→ **Exercise requirements**
Whenever the word "type" appears in a line of the listing, copy that line.

########

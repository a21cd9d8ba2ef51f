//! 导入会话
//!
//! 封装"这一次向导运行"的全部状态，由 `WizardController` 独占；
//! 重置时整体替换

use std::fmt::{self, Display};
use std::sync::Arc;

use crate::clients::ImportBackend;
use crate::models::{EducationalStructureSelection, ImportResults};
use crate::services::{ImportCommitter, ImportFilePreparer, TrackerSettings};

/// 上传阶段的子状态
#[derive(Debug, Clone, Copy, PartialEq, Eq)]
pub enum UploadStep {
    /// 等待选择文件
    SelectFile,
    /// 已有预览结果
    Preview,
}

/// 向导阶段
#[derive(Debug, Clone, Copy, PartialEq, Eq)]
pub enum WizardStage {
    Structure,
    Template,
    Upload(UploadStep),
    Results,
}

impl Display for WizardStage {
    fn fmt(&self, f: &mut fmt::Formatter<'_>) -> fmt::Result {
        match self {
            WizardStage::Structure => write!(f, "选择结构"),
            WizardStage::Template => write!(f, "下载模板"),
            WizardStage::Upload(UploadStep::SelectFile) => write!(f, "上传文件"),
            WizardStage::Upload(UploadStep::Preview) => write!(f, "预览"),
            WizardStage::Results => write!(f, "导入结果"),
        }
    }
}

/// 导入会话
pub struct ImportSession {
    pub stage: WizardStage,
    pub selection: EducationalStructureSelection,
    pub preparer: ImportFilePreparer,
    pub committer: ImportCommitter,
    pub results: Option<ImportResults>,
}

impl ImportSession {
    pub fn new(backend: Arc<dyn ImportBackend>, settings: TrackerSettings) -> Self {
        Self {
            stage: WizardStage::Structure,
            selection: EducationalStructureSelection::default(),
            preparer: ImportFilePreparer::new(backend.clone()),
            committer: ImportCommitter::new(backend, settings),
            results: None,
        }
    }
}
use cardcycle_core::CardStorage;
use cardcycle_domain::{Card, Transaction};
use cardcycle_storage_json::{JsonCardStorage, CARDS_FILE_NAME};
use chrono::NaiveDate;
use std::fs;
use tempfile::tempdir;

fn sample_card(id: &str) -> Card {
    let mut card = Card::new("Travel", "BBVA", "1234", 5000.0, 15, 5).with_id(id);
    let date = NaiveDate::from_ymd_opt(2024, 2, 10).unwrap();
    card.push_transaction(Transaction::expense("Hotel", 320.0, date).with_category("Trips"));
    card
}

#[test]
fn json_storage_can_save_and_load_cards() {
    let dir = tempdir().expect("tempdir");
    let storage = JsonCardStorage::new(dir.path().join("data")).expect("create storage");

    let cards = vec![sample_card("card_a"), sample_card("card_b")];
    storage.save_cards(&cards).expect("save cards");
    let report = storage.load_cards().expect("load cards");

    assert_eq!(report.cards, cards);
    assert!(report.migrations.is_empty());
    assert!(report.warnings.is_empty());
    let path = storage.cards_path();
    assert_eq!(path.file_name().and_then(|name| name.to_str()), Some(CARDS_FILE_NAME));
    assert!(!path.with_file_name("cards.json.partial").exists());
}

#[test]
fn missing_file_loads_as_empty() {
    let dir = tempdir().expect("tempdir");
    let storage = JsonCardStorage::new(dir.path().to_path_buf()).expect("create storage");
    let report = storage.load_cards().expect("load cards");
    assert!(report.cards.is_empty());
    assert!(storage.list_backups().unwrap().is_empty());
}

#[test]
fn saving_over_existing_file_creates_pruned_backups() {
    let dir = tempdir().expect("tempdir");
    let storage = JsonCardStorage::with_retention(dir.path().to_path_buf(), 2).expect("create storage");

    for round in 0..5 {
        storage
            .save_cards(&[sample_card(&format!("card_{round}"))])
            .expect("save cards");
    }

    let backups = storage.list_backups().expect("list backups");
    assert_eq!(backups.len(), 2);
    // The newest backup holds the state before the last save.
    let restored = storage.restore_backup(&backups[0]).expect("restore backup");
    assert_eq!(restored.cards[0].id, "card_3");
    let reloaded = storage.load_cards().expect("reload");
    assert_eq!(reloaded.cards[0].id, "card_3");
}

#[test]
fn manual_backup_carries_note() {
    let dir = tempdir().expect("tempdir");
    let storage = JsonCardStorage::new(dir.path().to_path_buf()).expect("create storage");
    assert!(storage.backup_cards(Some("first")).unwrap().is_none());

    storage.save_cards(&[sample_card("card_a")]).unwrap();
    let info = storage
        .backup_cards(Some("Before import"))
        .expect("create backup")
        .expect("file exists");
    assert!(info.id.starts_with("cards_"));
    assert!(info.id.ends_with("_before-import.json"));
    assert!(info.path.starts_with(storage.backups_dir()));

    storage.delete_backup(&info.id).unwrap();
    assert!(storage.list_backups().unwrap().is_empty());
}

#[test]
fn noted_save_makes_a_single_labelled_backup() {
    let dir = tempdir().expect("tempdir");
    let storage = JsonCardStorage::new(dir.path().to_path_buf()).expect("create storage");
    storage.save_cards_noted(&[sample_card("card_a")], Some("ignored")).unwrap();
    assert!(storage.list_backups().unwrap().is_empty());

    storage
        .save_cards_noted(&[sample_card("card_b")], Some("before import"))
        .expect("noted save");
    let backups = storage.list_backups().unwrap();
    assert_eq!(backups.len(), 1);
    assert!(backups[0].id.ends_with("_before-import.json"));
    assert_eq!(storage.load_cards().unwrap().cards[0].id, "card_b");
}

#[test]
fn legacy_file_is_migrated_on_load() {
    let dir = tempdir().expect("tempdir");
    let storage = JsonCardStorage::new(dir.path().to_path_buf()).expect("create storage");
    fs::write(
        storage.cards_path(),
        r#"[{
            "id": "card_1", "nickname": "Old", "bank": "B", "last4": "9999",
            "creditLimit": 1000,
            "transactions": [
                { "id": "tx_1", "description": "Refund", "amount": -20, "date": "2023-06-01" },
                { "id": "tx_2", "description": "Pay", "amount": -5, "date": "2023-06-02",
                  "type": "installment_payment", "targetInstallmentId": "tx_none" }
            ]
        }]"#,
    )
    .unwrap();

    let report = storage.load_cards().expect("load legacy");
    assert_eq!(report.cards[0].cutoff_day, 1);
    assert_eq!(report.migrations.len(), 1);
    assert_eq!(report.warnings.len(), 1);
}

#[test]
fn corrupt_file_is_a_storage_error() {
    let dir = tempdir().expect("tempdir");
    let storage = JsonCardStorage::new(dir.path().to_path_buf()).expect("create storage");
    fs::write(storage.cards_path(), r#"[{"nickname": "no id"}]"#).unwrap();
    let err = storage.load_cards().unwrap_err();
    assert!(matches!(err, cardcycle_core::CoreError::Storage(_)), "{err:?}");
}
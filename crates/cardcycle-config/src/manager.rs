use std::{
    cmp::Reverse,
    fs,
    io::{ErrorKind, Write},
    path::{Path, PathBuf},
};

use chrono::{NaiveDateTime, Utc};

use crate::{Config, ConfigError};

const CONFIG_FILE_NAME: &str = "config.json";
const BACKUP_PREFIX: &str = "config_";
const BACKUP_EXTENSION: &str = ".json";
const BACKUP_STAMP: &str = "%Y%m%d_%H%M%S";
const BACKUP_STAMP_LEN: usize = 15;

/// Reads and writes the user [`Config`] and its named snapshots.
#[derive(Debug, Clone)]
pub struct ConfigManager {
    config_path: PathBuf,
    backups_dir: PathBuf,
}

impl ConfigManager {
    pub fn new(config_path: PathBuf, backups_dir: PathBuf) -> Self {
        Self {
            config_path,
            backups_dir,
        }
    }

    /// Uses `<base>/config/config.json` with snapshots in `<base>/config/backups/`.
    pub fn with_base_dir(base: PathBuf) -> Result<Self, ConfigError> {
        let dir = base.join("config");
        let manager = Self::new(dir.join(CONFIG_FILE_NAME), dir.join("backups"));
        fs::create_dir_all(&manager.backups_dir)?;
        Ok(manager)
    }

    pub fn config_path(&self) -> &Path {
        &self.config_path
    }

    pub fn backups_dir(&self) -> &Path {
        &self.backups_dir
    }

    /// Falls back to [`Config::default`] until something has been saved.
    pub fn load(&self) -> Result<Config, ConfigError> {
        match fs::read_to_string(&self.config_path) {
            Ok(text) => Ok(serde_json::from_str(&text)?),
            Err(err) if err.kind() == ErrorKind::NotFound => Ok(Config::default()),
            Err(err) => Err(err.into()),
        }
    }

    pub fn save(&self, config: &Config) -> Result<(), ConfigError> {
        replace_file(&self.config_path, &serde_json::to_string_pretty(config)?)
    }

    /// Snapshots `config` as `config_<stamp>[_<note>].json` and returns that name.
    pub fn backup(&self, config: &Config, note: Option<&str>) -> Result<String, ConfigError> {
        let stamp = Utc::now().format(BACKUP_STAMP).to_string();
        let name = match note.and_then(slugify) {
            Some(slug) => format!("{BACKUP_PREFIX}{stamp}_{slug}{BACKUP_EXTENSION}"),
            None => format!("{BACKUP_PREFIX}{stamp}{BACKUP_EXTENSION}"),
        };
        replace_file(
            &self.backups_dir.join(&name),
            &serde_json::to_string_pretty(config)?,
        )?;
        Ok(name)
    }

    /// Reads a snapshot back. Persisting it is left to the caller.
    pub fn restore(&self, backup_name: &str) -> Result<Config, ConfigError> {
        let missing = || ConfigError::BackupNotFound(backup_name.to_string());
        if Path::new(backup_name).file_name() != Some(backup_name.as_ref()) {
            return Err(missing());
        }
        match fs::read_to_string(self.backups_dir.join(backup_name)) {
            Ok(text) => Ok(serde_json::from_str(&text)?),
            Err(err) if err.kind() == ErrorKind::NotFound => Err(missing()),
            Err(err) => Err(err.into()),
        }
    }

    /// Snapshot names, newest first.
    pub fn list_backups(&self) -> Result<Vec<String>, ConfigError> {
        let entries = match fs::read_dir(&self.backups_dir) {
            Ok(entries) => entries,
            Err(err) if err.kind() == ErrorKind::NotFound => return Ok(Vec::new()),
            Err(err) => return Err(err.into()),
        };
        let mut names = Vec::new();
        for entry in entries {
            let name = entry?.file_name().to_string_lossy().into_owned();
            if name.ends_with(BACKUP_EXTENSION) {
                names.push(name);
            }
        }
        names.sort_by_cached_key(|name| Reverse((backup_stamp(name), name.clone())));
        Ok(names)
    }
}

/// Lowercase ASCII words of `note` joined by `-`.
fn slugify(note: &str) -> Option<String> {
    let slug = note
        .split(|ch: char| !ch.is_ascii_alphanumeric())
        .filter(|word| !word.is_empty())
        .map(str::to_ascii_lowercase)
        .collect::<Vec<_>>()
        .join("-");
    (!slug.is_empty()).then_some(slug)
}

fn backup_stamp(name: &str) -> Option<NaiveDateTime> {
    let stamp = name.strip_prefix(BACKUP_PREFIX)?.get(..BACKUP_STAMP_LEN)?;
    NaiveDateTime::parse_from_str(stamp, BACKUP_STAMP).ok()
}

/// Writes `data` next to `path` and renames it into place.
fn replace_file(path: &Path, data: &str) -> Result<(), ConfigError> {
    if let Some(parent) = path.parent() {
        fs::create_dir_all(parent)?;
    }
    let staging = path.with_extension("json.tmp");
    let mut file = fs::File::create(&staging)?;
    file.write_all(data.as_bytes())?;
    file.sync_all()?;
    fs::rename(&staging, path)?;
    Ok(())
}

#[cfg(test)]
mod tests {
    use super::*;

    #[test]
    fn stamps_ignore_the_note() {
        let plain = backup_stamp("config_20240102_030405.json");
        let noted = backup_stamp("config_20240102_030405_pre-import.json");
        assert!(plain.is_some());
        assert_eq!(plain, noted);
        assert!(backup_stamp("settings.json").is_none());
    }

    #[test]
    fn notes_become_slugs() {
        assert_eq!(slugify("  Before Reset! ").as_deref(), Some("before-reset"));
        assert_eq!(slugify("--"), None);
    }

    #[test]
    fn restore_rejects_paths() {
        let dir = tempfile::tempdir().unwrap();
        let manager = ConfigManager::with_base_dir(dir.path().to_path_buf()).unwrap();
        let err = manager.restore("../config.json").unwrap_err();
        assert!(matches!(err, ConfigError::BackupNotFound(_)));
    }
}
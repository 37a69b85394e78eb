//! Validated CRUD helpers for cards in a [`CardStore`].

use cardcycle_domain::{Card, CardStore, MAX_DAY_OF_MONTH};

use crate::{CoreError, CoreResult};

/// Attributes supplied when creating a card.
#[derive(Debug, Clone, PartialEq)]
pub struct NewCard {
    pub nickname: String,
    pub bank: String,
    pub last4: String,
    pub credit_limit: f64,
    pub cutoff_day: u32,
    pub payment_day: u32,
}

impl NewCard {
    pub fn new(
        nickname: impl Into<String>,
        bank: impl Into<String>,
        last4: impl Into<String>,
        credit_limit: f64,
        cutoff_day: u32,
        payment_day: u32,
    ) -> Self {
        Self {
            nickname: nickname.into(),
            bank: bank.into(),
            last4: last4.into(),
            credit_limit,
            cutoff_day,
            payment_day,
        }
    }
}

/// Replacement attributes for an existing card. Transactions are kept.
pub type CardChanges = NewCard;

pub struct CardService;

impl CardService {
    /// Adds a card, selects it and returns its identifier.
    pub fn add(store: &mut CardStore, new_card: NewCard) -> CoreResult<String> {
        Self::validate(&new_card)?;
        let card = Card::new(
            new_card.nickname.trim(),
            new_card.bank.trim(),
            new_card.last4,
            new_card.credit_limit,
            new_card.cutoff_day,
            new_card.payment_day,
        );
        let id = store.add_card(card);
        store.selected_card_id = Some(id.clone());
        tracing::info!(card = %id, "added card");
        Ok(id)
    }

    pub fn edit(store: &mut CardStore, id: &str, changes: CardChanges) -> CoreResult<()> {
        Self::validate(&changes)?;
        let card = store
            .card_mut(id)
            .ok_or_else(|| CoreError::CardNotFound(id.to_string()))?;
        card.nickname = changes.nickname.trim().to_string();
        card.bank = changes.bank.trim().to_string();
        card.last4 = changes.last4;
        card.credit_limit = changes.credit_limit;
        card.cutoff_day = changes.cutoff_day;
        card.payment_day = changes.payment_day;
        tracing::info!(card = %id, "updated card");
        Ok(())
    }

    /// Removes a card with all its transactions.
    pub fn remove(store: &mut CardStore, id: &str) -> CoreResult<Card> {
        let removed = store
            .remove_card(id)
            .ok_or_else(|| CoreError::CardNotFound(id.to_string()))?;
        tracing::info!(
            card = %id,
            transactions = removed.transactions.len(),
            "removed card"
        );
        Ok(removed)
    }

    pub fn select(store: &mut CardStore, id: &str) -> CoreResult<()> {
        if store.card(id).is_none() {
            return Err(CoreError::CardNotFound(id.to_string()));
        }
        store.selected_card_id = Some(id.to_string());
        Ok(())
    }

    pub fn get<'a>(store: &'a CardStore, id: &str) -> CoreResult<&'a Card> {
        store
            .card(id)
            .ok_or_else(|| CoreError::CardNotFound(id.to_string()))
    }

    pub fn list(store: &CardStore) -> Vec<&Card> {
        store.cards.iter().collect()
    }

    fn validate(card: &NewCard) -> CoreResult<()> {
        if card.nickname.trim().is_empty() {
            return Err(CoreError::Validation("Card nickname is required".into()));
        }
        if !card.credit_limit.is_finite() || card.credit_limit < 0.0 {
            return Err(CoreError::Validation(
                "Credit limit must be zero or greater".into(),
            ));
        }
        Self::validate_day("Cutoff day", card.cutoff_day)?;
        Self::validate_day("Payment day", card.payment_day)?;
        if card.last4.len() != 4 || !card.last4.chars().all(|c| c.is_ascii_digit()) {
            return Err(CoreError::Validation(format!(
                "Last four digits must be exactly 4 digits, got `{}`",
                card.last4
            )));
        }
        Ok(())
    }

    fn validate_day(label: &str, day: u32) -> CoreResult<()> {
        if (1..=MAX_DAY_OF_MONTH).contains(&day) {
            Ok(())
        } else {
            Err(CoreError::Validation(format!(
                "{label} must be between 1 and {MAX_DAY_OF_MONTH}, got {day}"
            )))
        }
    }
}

########

→ **Task response**
                  "type": "installment_payment", "targetInstallmentId": "tx_none" }
pub type CardChanges = NewCard;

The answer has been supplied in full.